This is very exciting research. There's doesn't seem to be much new information on the page (it's been posted a few times before). In this recent presentation[1] (PDF) MSR's Galen Hunt gives a nice high-level overview of Drawbridge, possible applications and some more details about their current progress.
The Graphene Library OS[2] is a similar implementation for Linux and was released a few months ago. In particular the Graphene Host ABI[3] is adapted mostly from Drawbridge.
The "picoprocess" here seems very similar to Linux's "seccomp" mechanism for restricting the kernel API surface. Current sandboxing mechanisms on Linux (such as Chrome's various sandboxes) use seccomp to restrict almost all syscalls, and their APIs come from IPC to more privileged processes.
Two notable differences:
On the one hand, seccomp provides much more flexibility about the subset of kernel API offered to the process, rather than just saying "here's 45 syscalls".
On the other hand, Drawbridge claims to run unmodified Windows applications; they may have an efficient mechanism for trapping NT "syscalls" and redirecting them to their "user-mode NT kernel" ntoskrnl.dll.

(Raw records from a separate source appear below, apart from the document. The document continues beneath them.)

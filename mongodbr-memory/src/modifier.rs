//! Update and replacement application for in-memory documents.

use bson::{Bson, Document};

use mongodbr_core::error::{RepositoryError, RepositoryResult};

use crate::evaluator::is_operator_document;

/// Applies an operator update (`$set`, `$unset`, `$inc`, `$setOnInsert`) in place.
///
/// `$setOnInsert` is only honored when `inserting` is true. The `_id` field cannot be
/// changed.
pub(crate) fn apply_update(
    document: &mut Document,
    update: &Document,
    inserting: bool,
) -> RepositoryResult<()> {
    if !is_operator_document(update) {
        return Err(RepositoryError::InvalidDocument(
            "update document must contain only update operators".to_string(),
        ));
    }

    for (operator, fields) in update {
        let fields = fields.as_document().ok_or_else(|| {
            RepositoryError::InvalidDocument(format!("{} requires a document", operator))
        })?;

        for (path, value) in fields {
            if path == "_id" || path.starts_with("_id.") {
                if operator == "$setOnInsert" || document.get("_id") == Some(value) {
                    continue;
                }
                return Err(RepositoryError::InvalidDocument(
                    "the _id field is immutable".to_string(),
                ));
            }

            match operator.as_str() {
                "$set" => set_path(document, path, value.clone())?,
                "$setOnInsert" if inserting => set_path(document, path, value.clone())?,
                "$setOnInsert" => {}
                "$unset" => unset_path(document, path),
                "$inc" => increment_path(document, path, value)?,
                other => return Err(RepositoryError::UnsupportedOperator(other.to_string())),
            }
        }
    }

    Ok(())
}

/// Replaces every field of `document` except `_id` with the fields of `replacement`.
pub(crate) fn apply_replacement(document: &mut Document, replacement: &Document) -> RepositoryResult<()> {
    if replacement.keys().any(|key| key.starts_with('$')) {
        return Err(RepositoryError::InvalidDocument(
            "replacement document must not contain update operators".to_string(),
        ));
    }

    let id = document.get("_id").cloned();
    if let (Some(current), Some(requested)) = (&id, replacement.get("_id")) {
        if current != requested {
            return Err(RepositoryError::InvalidDocument(
                "the _id field is immutable".to_string(),
            ));
        }
    }

    let mut replaced = Document::new();
    if let Some(id) = id {
        replaced.insert("_id", id);
    }
    for (key, value) in replacement {
        if key != "_id" {
            replaced.insert(key.clone(), value.clone());
        }
    }

    *document = replaced;
    Ok(())
}

/// Builds the starting document of an upsert from the equality clauses of `filter`.
pub(crate) fn upsert_seed(filter: &Document) -> Document {
    let mut seed = Document::new();
    collect_equalities(filter, &mut seed);
    seed
}

fn collect_equalities(filter: &Document, seed: &mut Document) {
    for (key, condition) in filter {
        if key == "$and" {
            for clause in condition.as_array().into_iter().flatten() {
                if let Some(clause) = clause.as_document() {
                    collect_equalities(clause, seed);
                }
            }
            continue;
        }
        if key.starts_with('$') {
            continue;
        }

        let value = match condition {
            Bson::Document(operators) if is_operator_document(operators) => match operators.get("$eq") {
                Some(value) => value.clone(),
                None => continue,
            },
            value => value.clone(),
        };

        // Seeds only fail on conflicting paths, which the store rejects anyway.
        let _ = set_path(seed, key, value);
    }
}

fn set_path(document: &mut Document, path: &str, value: Bson) -> RepositoryResult<()> {
    match path.split_once('.') {
        None => {
            document.insert(path, value);
            Ok(())
        }
        Some((head, rest)) => {
            if !document.contains_key(head) {
                document.insert(head, Document::new());
            }
            match document.get_mut(head) {
                Some(Bson::Document(child)) => set_path(child, rest, value),
                _ => Err(RepositoryError::InvalidDocument(format!(
                    "cannot create field '{}' in non-document field '{}'",
                    rest, head
                ))),
            }
        }
    }
}

fn unset_path(document: &mut Document, path: &str) {
    match path.split_once('.') {
        None => {
            document.remove(path);
        }
        Some((head, rest)) => {
            if let Some(Bson::Document(child)) = document.get_mut(head) {
                unset_path(child, rest);
            }
        }
    }
}

fn increment_path(document: &mut Document, path: &str, amount: &Bson) -> RepositoryResult<()> {
    let current = crate::evaluator::get_path(document, path).cloned();

    let incremented = match current {
        None => match amount {
            Bson::Int32(_) | Bson::Int64(_) | Bson::Double(_) => amount.clone(),
            _ => return Err(non_numeric(path)),
        },
        Some(current) => add(path, &current, amount)?,
    };

    set_path(document, path, incremented)
}

/// Adds two numbers the way `$inc` does: `Int32` overflow widens to `Int64`, while
/// `Int64` overflow is an error.
fn add(path: &str, left: &Bson, right: &Bson) -> RepositoryResult<Bson> {
    let wide = |sum: Option<i64>| {
        sum.map(Bson::Int64).ok_or_else(|| {
            RepositoryError::InvalidDocument(format!("$inc overflows the value of field '{}'", path))
        })
    };

    match (left, right) {
        (Bson::Int32(a), Bson::Int32(b)) => Ok(match a.checked_add(*b) {
            Some(sum) => Bson::Int32(sum),
            None => Bson::Int64(i64::from(*a) + i64::from(*b)),
        }),
        (Bson::Int32(a), Bson::Int64(b)) => wide(i64::from(*a).checked_add(*b)),
        (Bson::Int64(a), Bson::Int32(b)) => wide(a.checked_add(i64::from(*b))),
        (Bson::Int64(a), Bson::Int64(b)) => wide(a.checked_add(*b)),
        (Bson::Double(a), Bson::Double(b)) => Ok(Bson::Double(a + b)),
        (Bson::Double(a), Bson::Int32(b)) => Ok(Bson::Double(a + f64::from(*b))),
        (Bson::Double(a), Bson::Int64(b)) => Ok(Bson::Double(a + *b as f64)),
        (Bson::Int32(a), Bson::Double(b)) => Ok(Bson::Double(f64::from(*a) + b)),
        (Bson::Int64(a), Bson::Double(b)) => Ok(Bson::Double(*a as f64 + b)),
        _ => Err(non_numeric(path)),
    }
}

fn non_numeric(path: &str) -> RepositoryError {
    RepositoryError::InvalidDocument(format!("cannot apply $inc to non-numeric field '{}'", path))
}

#[cfg(test)]
mod tests {
    use super::*;
    use bson::{doc, oid::ObjectId};

    #[test]
    fn set_and_unset_reach_nested_fields() {
        let mut document = doc! { "name": "ada", "profile": { "city": "london" } };

        apply_update(
            &mut document,
            &doc! { "$set": { "profile.zip": "n1", "age": 36 }, "$unset": { "name": "" } },
            false,
        )
        .unwrap();

        assert_eq!(document, doc! { "profile": { "city": "london", "zip": "n1" }, "age": 36 });
    }

    #[test]
    fn inc_adds_or_initializes() {
        let mut document = doc! { "visits": 1, "score": 1.5 };

        apply_update(
            &mut document,
            &doc! { "$inc": { "visits": 2, "score": 1, "fresh": 5i64 } },
            false,
        )
        .unwrap();

        assert_eq!(document, doc! { "visits": 3, "score": 2.5, "fresh": 5i64 });
    }

    #[test]
    fn inc_widens_int32_overflow() {
        let mut document = doc! { "n": i32::MAX };

        apply_update(&mut document, &doc! { "$inc": { "n": 1 } }, false).unwrap();

        assert_eq!(document, doc! { "n": i32::MAX as i64 + 1 });
    }

    #[test]
    fn inc_rejects_int64_overflow() {
        let mut document = doc! { "n": i64::MAX };

        assert!(matches!(
            apply_update(&mut document, &doc! { "$inc": { "n": 1i64 } }, false),
            Err(RepositoryError::InvalidDocument(_))
        ));
        assert!(apply_update(&mut document, &doc! { "$inc": { "n": 1 } }, false).is_err());
        assert_eq!(document, doc! { "n": i64::MAX });
    }

    #[test]
    fn inc_rejects_non_numeric_fields() {
        let mut document = doc! { "name": "ada" };

        assert!(apply_update(&mut document, &doc! { "$inc": { "name": 1 } }, false).is_err());
    }

    #[test]
    fn set_on_insert_only_applies_when_inserting() {
        let mut existing = doc! { "n": 1 };
        apply_update(&mut existing, &doc! { "$setOnInsert": { "created": true } }, false).unwrap();
        assert_eq!(existing, doc! { "n": 1 });

        let mut inserted = doc! { "n": 1 };
        apply_update(&mut inserted, &doc! { "$setOnInsert": { "created": true } }, true).unwrap();
        assert_eq!(inserted, doc! { "n": 1, "created": true });
    }

    #[test]
    fn plain_documents_are_not_updates() {
        let mut document = doc! { "n": 1 };

        assert!(matches!(
            apply_update(&mut document, &doc! { "n": 2 }, false),
            Err(RepositoryError::InvalidDocument(_))
        ));
    }

    #[test]
    fn id_cannot_be_changed() {
        let mut document = doc! { "_id": ObjectId::new() };

        assert!(apply_update(&mut document, &doc! { "$set": { "_id": ObjectId::new() } }, false).is_err());
    }

    #[test]
    fn replacement_keeps_the_id() {
        let id = ObjectId::new();
        let mut document = doc! { "_id": id, "a": 1, "b": 2 };

        apply_replacement(&mut document, &doc! { "c": 3 }).unwrap();

        assert_eq!(document, doc! { "_id": id, "c": 3 });
    }

    #[test]
    fn upsert_seed_takes_equality_clauses() {
        let seed = upsert_seed(&doc! {
            "email": "ada@example.com",
            "age": { "$gt": 30 },
            "tier": { "$eq": "gold" },
            "$and": [{ "team.name": "core" }],
        });

        assert_eq!(
            seed,
            doc! { "email": "ada@example.com", "tier": "gold", "team": { "name": "core" } }
        );
    }
}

However, this might just mean that they run unmodified applications making Win32 library calls, and the libraries have been modified, in which case programs making NT kernel syscalls would not run unmodified.

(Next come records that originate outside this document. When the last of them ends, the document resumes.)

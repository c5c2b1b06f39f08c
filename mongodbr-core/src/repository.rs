//! The repository contract.
//!
//! A repository binds one named collection and exposes find, create, update, delete,
//! index, aggregate, and replace operations over it. The contract is split into
//! capability traits that [`Repository`] combines:
//!
//! - [`EntityFind`]: counting and lazy finds returning [`FindResult`]
//! - [`EntityCreate`]: single and bulk inserts returning assigned ids
//! - [`EntityUpdate`]: update by filter, by id, or from an entity
//! - [`EntityDelete`]: delete by id or filter, reporting the deleted count
//! - [`EntityIndex`]: index provisioning, including the fail-fast `must_*` variants
//!
//! Implementations forward each call to their store. Store errors are returned in
//! [`RepositoryError::Backend`](crate::error::RepositoryError::Backend) without retries.
//!
//! # Example
//!
//! ```ignore
//! use mongodbr::prelude::*;
//! use bson::doc;
//!
//! async fn top_players(repository: &impl Repository) -> RepositoryResult<Vec<Player>> {
//!     repository
//!         .find_by_filter(
//!             doc! { "active": true },
//!             vec![FindOption::with_sort(doc! { "score": -1 }), FindOption::with_limit(10)],
//!         )
//!         .all()
//!         .await
//! }
//! ```

use async_trait::async_trait;
use bson::{Document, de::deserialize_from_document, doc, oid::ObjectId, ser::serialize_to_document};
use serde::{Serialize, de::DeserializeOwned};
use std::fmt::Debug;
use tracing::error;

use crate::{
    entity::AnyEntity,
    error::{RepositoryError, RepositoryResult},
    find_result::FindResult,
    index::EntityIndexDefine,
    options::{
        AggregateOption, DeleteOptions, FindOneAndUpdateOptions, FindOneOption, FindOption,
        IndexOptions, InsertManyOptions, InsertOneOptions, ReplaceOptions, UpdateOptions,
    },
};

/// Outcome of a delete call.
#[derive(Debug, Clone, Copy, Default, PartialEq, Eq)]
pub struct DeleteResult {
    /// Number of documents removed.
    pub deleted_count: u64,
}

/// Read operations.
#[async_trait]
pub trait EntityFind: Send + Sync {
    /// Counts the documents matching `filter`.
    async fn count_by_filter(&self, filter: Document) -> RepositoryResult<u64>;

    /// Finds every document in the collection.
    fn find_all(&self, options: Vec<FindOption>) -> FindResult {
        self.find_by_filter(doc! {}, options)
    }

    /// Finds the document with the given id. Decoding yields at most one entity.
    fn find_by_object_id(&self, id: ObjectId) -> FindResult {
        self.find_one(doc! { "_id": id }, Vec::new())
    }

    /// Finds the first document matching `filter`.
    fn find_one(&self, filter: Document, options: Vec<FindOneOption>) -> FindResult;

    /// Finds every document matching `filter`.
    fn find_by_filter(&self, filter: Document, options: Vec<FindOption>) -> FindResult;
}

/// Insert operations.
#[async_trait]
pub trait EntityCreate: Send + Sync {
    /// Inserts one document and returns its id.
    ///
    /// A document without `_id` is given a fresh [`ObjectId`].
    async fn create(
        &self,
        document: Document,
        options: Option<InsertOneOptions>,
    ) -> RepositoryResult<ObjectId>;

    /// Inserts many documents and returns their ids in input order.
    ///
    /// Whether a failure leaves earlier documents in place follows the store's bulk insert
    /// semantics and [`InsertManyOptions::ordered`].
    async fn create_many(
        &self,
        documents: Vec<Document>,
        options: Option<InsertManyOptions>,
    ) -> RepositoryResult<Vec<ObjectId>>;
}

/// Update operations. Matching nothing is not an error.
#[async_trait]
pub trait EntityUpdate: Send + Sync {
    /// Sets every field of `entity` on the stored document with the same id.
    async fn find_one_and_update(
        &self,
        entity: &dyn AnyEntity,
        options: Option<FindOneAndUpdateOptions>,
    ) -> RepositoryResult<()> {
        let mut fields = entity.to_any_document()?;
        fields.remove("_id");

        self.find_one_and_update_with_id(entity.entity_id(), doc! { "$set": fields }, options)
            .await
    }

    /// Applies `update` to the document with the given id.
    async fn find_one_and_update_with_id(
        &self,
        id: ObjectId,
        update: Document,
        options: Option<FindOneAndUpdateOptions>,
    ) -> RepositoryResult<()>;

    /// Applies `update` to the first document matching `filter`.
    async fn update_one(
        &self,
        filter: Document,
        update: Document,
        options: Option<UpdateOptions>,
    ) -> RepositoryResult<()>;

    /// Applies `update` to every document matching `filter`.
    async fn update_many(
        &self,
        filter: Document,
        update: Document,
        options: Option<UpdateOptions>,
    ) -> RepositoryResult<()>;
}

/// Delete operations.
#[async_trait]
pub trait EntityDelete: Send + Sync {
    /// Deletes the document with the given id.
    async fn delete_one(
        &self,
        id: ObjectId,
        options: Option<DeleteOptions>,
    ) -> RepositoryResult<DeleteResult> {
        self.delete_one_by_filter(doc! { "_id": id }, options)
            .await
    }

    /// Deletes the first document matching `filter`.
    async fn delete_one_by_filter(
        &self,
        filter: Document,
        options: Option<DeleteOptions>,
    ) -> RepositoryResult<DeleteResult>;

    /// Deletes every document matching `filter`.
    async fn delete_many(
        &self,
        filter: Document,
        options: Option<DeleteOptions>,
    ) -> RepositoryResult<DeleteResult>;
}

/// Index management.
#[async_trait]
pub trait EntityIndex: Send + Sync {
    /// Creates an index and returns its name.
    async fn create_index(
        &self,
        define: EntityIndexDefine,
        options: Option<IndexOptions>,
    ) -> RepositoryResult<String>;

    /// Creates several indexes and returns their names in input order.
    async fn create_indexes(
        &self,
        defines: Vec<EntityIndexDefine>,
        options: Option<IndexOptions>,
    ) -> RepositoryResult<Vec<String>>;

    /// Creates an index the application cannot run without.
    ///
    /// Meant for startup-time provisioning only.
    ///
    /// # Panics
    ///
    /// Panics if the index cannot be created.
    async fn must_create_index(
        &self,
        define: EntityIndexDefine,
        options: Option<IndexOptions>,
    ) -> String {
        let keys = define.keys_document();

        match self.create_index(define, options).await {
            Ok(name) => name,
            Err(err) => {
                error!(%keys, error = %err, "failed to create required index");
                panic!("failed to create required index {keys}: {err}");
            }
        }
    }

    /// Creates several indexes the application cannot run without.
    ///
    /// # Panics
    ///
    /// Panics if any index cannot be created.
    async fn must_create_indexes(
        &self,
        defines: Vec<EntityIndexDefine>,
        options: Option<IndexOptions>,
    ) -> Vec<String> {
        match self.create_indexes(defines, options).await {
            Ok(names) => names,
            Err(err) => {
                error!(error = %err, "failed to create required indexes");
                panic!("failed to create required indexes: {err}");
            }
        }
    }

    /// Drops the index with the given name.
    async fn delete_index(&self, name: &str) -> RepositoryResult<()>;

    /// Drops every index except the one on `_id`.
    async fn delete_all_indexes(&self) -> RepositoryResult<()>;

    /// Lists the collection's index specifications.
    async fn list_indexes(&self) -> RepositoryResult<Vec<Document>>;
}

/// A repository over one named collection.
#[async_trait]
pub trait Repository:
    EntityFind + EntityCreate + EntityUpdate + EntityDelete + EntityIndex + Debug
{
    /// The store's own collection handle.
    type Handle: Send + Sync;

    /// Runs an aggregation pipeline and returns the resulting documents.
    async fn aggregate(
        &self,
        pipeline: Vec<Document>,
        options: Vec<AggregateOption>,
    ) -> RepositoryResult<Vec<Document>>;

    /// Replaces the document with the given id.
    async fn replace_by_id(
        &self,
        id: ObjectId,
        replacement: Document,
        options: Option<ReplaceOptions>,
    ) -> RepositoryResult<()> {
        self.replace(doc! { "_id": id }, replacement, options)
            .await
    }

    /// Replaces the first document matching `filter`.
    async fn replace(
        &self,
        filter: Document,
        replacement: Document,
        options: Option<ReplaceOptions>,
    ) -> RepositoryResult<()>;

    /// Returns the collection name.
    fn name(&self) -> &str;

    /// Returns the underlying collection handle, for operations the contract does not cover.
    fn collection(&self) -> &Self::Handle;
}

/// Typed conveniences over [`Repository`].
///
/// Automatically implemented for every repository.
#[async_trait]
pub trait RepositoryExt: Repository {
    /// Serializes `value` and inserts it.
    async fn create_entity<T>(
        &self,
        value: &T,
        options: Option<InsertOneOptions>,
    ) -> RepositoryResult<ObjectId>
    where
        T: Serialize + Sync;

    /// Serializes every value and inserts them, returning ids in input order.
    async fn create_many_entities<T>(
        &self,
        values: &[T],
        options: Option<InsertManyOptions>,
    ) -> RepositoryResult<Vec<ObjectId>>
    where
        T: Serialize + Sync;

    /// Runs an aggregation pipeline and decodes every result as `T`.
    async fn aggregate_as<T>(
        &self,
        pipeline: Vec<Document>,
        options: Vec<AggregateOption>,
    ) -> RepositoryResult<Vec<T>>
    where
        T: DeserializeOwned + Send;

    /// Replaces the stored document that has the entity's id.
    async fn replace_entity(
        &self,
        entity: &dyn AnyEntity,
        options: Option<ReplaceOptions>,
    ) -> RepositoryResult<()>;
}

#[async_trait]
impl<R: Repository> RepositoryExt for R {
    async fn create_entity<T>(
        &self,
        value: &T,
        options: Option<InsertOneOptions>,
    ) -> RepositoryResult<ObjectId>
    where
        T: Serialize + Sync,
    {
        self.create(serialize_to_document(value)?, options)
            .await
    }

    async fn create_many_entities<T>(
        &self,
        values: &[T],
        options: Option<InsertManyOptions>,
    ) -> RepositoryResult<Vec<ObjectId>>
    where
        T: Serialize + Sync,
    {
        let documents = values
            .iter()
            .map(|value| serialize_to_document(value).map_err(RepositoryError::from))
            .collect::<RepositoryResult<Vec<Document>>>()?;

        self.create_many(documents, options)
            .await
    }

    async fn aggregate_as<T>(
        &self,
        pipeline: Vec<Document>,
        options: Vec<AggregateOption>,
    ) -> RepositoryResult<Vec<T>>
    where
        T: DeserializeOwned + Send,
    {
        self.aggregate(pipeline, options)
            .await?
            .into_iter()
            .map(|document| deserialize_from_document(document).map_err(RepositoryError::from))
            .collect()
    }

    async fn replace_entity(
        &self,
        entity: &dyn AnyEntity,
        options: Option<ReplaceOptions>,
    ) -> RepositoryResult<()> {
        self.replace_by_id(entity.entity_id(), entity.to_any_document()?, options)
            .await
    }
}

/// Factory for repositories that need asynchronous setup.
#[async_trait]
pub trait RepositoryBuilder {
    type Output: Repository;

    async fn build(self) -> RepositoryResult<Self::Output>;
}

I'd really like to see a standard mechanism on Linux, similar to the "personality" mechanism, that augments seccomp with an efficient process for defining a new "syscall" layer. That would make sandboxing much simpler and more efficient.
Strategically this could allow Microsoft to drop lots of backwards compatibility cruft in their mainstream host OS and vastly reduce development cost and complexity.

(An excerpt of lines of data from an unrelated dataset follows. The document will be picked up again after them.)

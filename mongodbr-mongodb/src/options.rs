//! Translation of mongodbr option records into driver options.

use mongodb::options as driver;

use mongodbr_core::options::{
    AggregateOptions, DeleteOptions, FindOneAndUpdateOptions, FindOneOptions, FindOptions,
    IndexOptions, InsertManyOptions, InsertOneOptions, ReplaceOptions, ReturnDocument,
    UpdateOptions,
};

/// Converts an option record into its `mongodb` driver counterpart.
pub trait IntoDriverOptions {
    type Driver;

    fn into_driver(self) -> Self::Driver;
}

impl IntoDriverOptions for FindOptions {
    type Driver = driver::FindOptions;

    fn into_driver(self) -> Self::Driver {
        let mut options = driver::FindOptions::default();

        options.skip = self.skip;
        options.limit = self.limit;
        options.sort = self.sort;
        options.projection = self.projection;

        options
    }
}

impl IntoDriverOptions for FindOneOptions {
    type Driver = driver::FindOneOptions;

    fn into_driver(self) -> Self::Driver {
        let mut options = driver::FindOneOptions::default();

        options.skip = self.skip;
        options.sort = self.sort;
        options.projection = self.projection;

        options
    }
}

impl IntoDriverOptions for AggregateOptions {
    type Driver = driver::AggregateOptions;

    fn into_driver(self) -> Self::Driver {
        let mut options = driver::AggregateOptions::default();

        options.allow_disk_use = self.allow_disk_use;
        options.batch_size = self.batch_size;
        options.max_time = self.max_time;
        options.comment = self.comment;

        options
    }
}

impl IntoDriverOptions for InsertOneOptions {
    type Driver = driver::InsertOneOptions;

    fn into_driver(self) -> Self::Driver {
        let mut options = driver::InsertOneOptions::default();

        options.bypass_document_validation = self.bypass_document_validation;
        options.comment = self.comment;

        options
    }
}

impl IntoDriverOptions for InsertManyOptions {
    type Driver = driver::InsertManyOptions;

    fn into_driver(self) -> Self::Driver {
        let mut options = driver::InsertManyOptions::default();

        options.bypass_document_validation = self.bypass_document_validation;
        options.ordered = self.ordered;
        options.comment = self.comment;

        options
    }
}

impl IntoDriverOptions for UpdateOptions {
    type Driver = driver::UpdateOptions;

    fn into_driver(self) -> Self::Driver {
        let mut options = driver::UpdateOptions::default();

        options.upsert = self.upsert;
        options.bypass_document_validation = self.bypass_document_validation;
        options.array_filters = self.array_filters;
        options.comment = self.comment;

        options
    }
}

impl IntoDriverOptions for ReturnDocument {
    type Driver = driver::ReturnDocument;

    fn into_driver(self) -> Self::Driver {
        match self {
            ReturnDocument::Before => driver::ReturnDocument::Before,
            ReturnDocument::After => driver::ReturnDocument::After,
        }
    }
}

impl IntoDriverOptions for FindOneAndUpdateOptions {
    type Driver = driver::FindOneAndUpdateOptions;

    fn into_driver(self) -> Self::Driver {
        let mut options = driver::FindOneAndUpdateOptions::default();

        options.upsert = self.upsert;
        options.return_document = self.return_document.map(IntoDriverOptions::into_driver);
        options.sort = self.sort;
        options.projection = self.projection;
        options.bypass_document_validation = self.bypass_document_validation;

        options
    }
}

impl IntoDriverOptions for ReplaceOptions {
    type Driver = driver::ReplaceOptions;

    fn into_driver(self) -> Self::Driver {
        let mut options = driver::ReplaceOptions::default();

        options.upsert = self.upsert;
        options.bypass_document_validation = self.bypass_document_validation;
        options.comment = self.comment;

        options
    }
}

impl IntoDriverOptions for DeleteOptions {
    type Driver = driver::DeleteOptions;

    fn into_driver(self) -> Self::Driver {
        let mut options = driver::DeleteOptions::default();
        options.comment = self.comment;
        options
    }
}

impl IntoDriverOptions for IndexOptions {
    type Driver = driver::IndexOptions;

    fn into_driver(self) -> Self::Driver {
        let mut options = driver::IndexOptions::default();

        options.name = self.name;
        options.unique = self.unique;
        options.sparse = self.sparse;
        options.background = self.background;
        options.expire_after = self.expire_after;

        options
    }
}

#[cfg(test)]
mod tests {
    use super::*;
    use bson::{Bson, doc};
    use std::time::Duration;

    use mongodbr_core::options::{AggregateOption, FindOption, FindOneOption};

    #[test]
    fn find_options_copy_every_field() {
        let options = FindOptions::from_options([
            FindOption::with_skip(5),
            FindOption::with_limit(10),
            FindOption::with_sort(doc! { "age": -1 }),
            FindOption::with_projection(doc! { "name": 1 }),
        ])
        .into_driver();

        assert_eq!(options.skip, Some(5));
        assert_eq!(options.limit, Some(10));
        assert_eq!(options.sort, Some(doc! { "age": -1 }));
        assert_eq!(options.projection, Some(doc! { "name": 1 }));
    }

    #[test]
    fn unset_find_options_stay_unset() {
        let options = FindOptions::default().into_driver();

        assert_eq!(options.skip, None);
        assert_eq!(options.limit, None);
        assert_eq!(options.sort, None);
        assert_eq!(options.projection, None);
    }

    #[test]
    fn find_one_options_copy_every_field() {
        let options = FindOneOptions::from_options([
            FindOneOption::with_skip(2),
            FindOneOption::with_sort(doc! { "created_at": 1 }),
            FindOneOption::with_projection(doc! { "_id": 0 }),
        ])
        .into_driver();

        assert_eq!(options.skip, Some(2));
        assert_eq!(options.sort, Some(doc! { "created_at": 1 }));
        assert_eq!(options.projection, Some(doc! { "_id": 0 }));
    }

    #[test]
    fn aggregate_options_copy_every_field() {
        let options = AggregateOptions::from_options([
            AggregateOption::with_allow_disk_use(true),
            AggregateOption::with_batch_size(100),
            AggregateOption::with_max_time(Duration::from_secs(3)),
            AggregateOption::with_comment("report"),
        ])
        .into_driver();

        assert_eq!(options.allow_disk_use, Some(true));
        assert_eq!(options.batch_size, Some(100));
        assert_eq!(options.max_time, Some(Duration::from_secs(3)));
        assert_eq!(options.comment, Some(Bson::String("report".into())));
    }

    #[test]
    fn write_options_copy_every_field() {
        let insert = InsertManyOptions::default()
            .ordered(false)
            .bypass_document_validation(true)
            .comment("seed")
            .into_driver();
        assert_eq!(insert.ordered, Some(false));
        assert_eq!(insert.bypass_document_validation, Some(true));
        assert_eq!(insert.comment, Some(Bson::String("seed".into())));

        let update = UpdateOptions::default()
            .upsert(true)
            .array_filters(vec![doc! { "elem.done": false }])
            .into_driver();
        assert_eq!(update.upsert, Some(true));
        assert_eq!(update.array_filters, Some(vec![doc! { "elem.done": false }]));

        let replace = ReplaceOptions::default().upsert(true).into_driver();
        assert_eq!(replace.upsert, Some(true));

        let delete = DeleteOptions::default().comment(7).into_driver();
        assert_eq!(delete.comment, Some(Bson::Int32(7)));
    }

    #[test]
    fn find_one_and_update_options_map_return_document() {
        let options = FindOneAndUpdateOptions::default()
            .upsert(true)
            .return_document(ReturnDocument::After)
            .sort(doc! { "n": 1 })
            .into_driver();

        assert_eq!(options.upsert, Some(true));
        assert!(matches!(options.return_document, Some(driver::ReturnDocument::After)));
        assert_eq!(options.sort, Some(doc! { "n": 1 }));
    }

    #[test]
    fn index_options_copy_every_field() {
        let options = IndexOptions::default()
            .name("email_unique")
            .unique(true)
            .sparse(true)
            .background(false)
            .expire_after(Duration::from_secs(3600))
            .into_driver();

        assert_eq!(options.name.as_deref(), Some("email_unique"));
        assert_eq!(options.unique, Some(true));
        assert_eq!(options.sparse, Some(true));
        assert_eq!(options.background, Some(false));
        assert_eq!(options.expire_after, Some(Duration::from_secs(3600)));
    }
}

This seems to me to be more along the lines of work into exokernels: most of the "kernel" runs as a library in user mode.[1] The application still has a full range of functionality available. The "45 API calls" is not what the user process can access, but the interface between the, untrusted, user-mode kernel and the, secure, kernel-mode kernel.
> they may have an efficient mechanism for trapping NT "syscalls"
I believe this is not really necessary. The syscall ABI is not stable from Windows version to Windows version - ABI stability is instead provided via the userspace DLLs (kernel32, user32 etc.), which are the official API applications are expected to use.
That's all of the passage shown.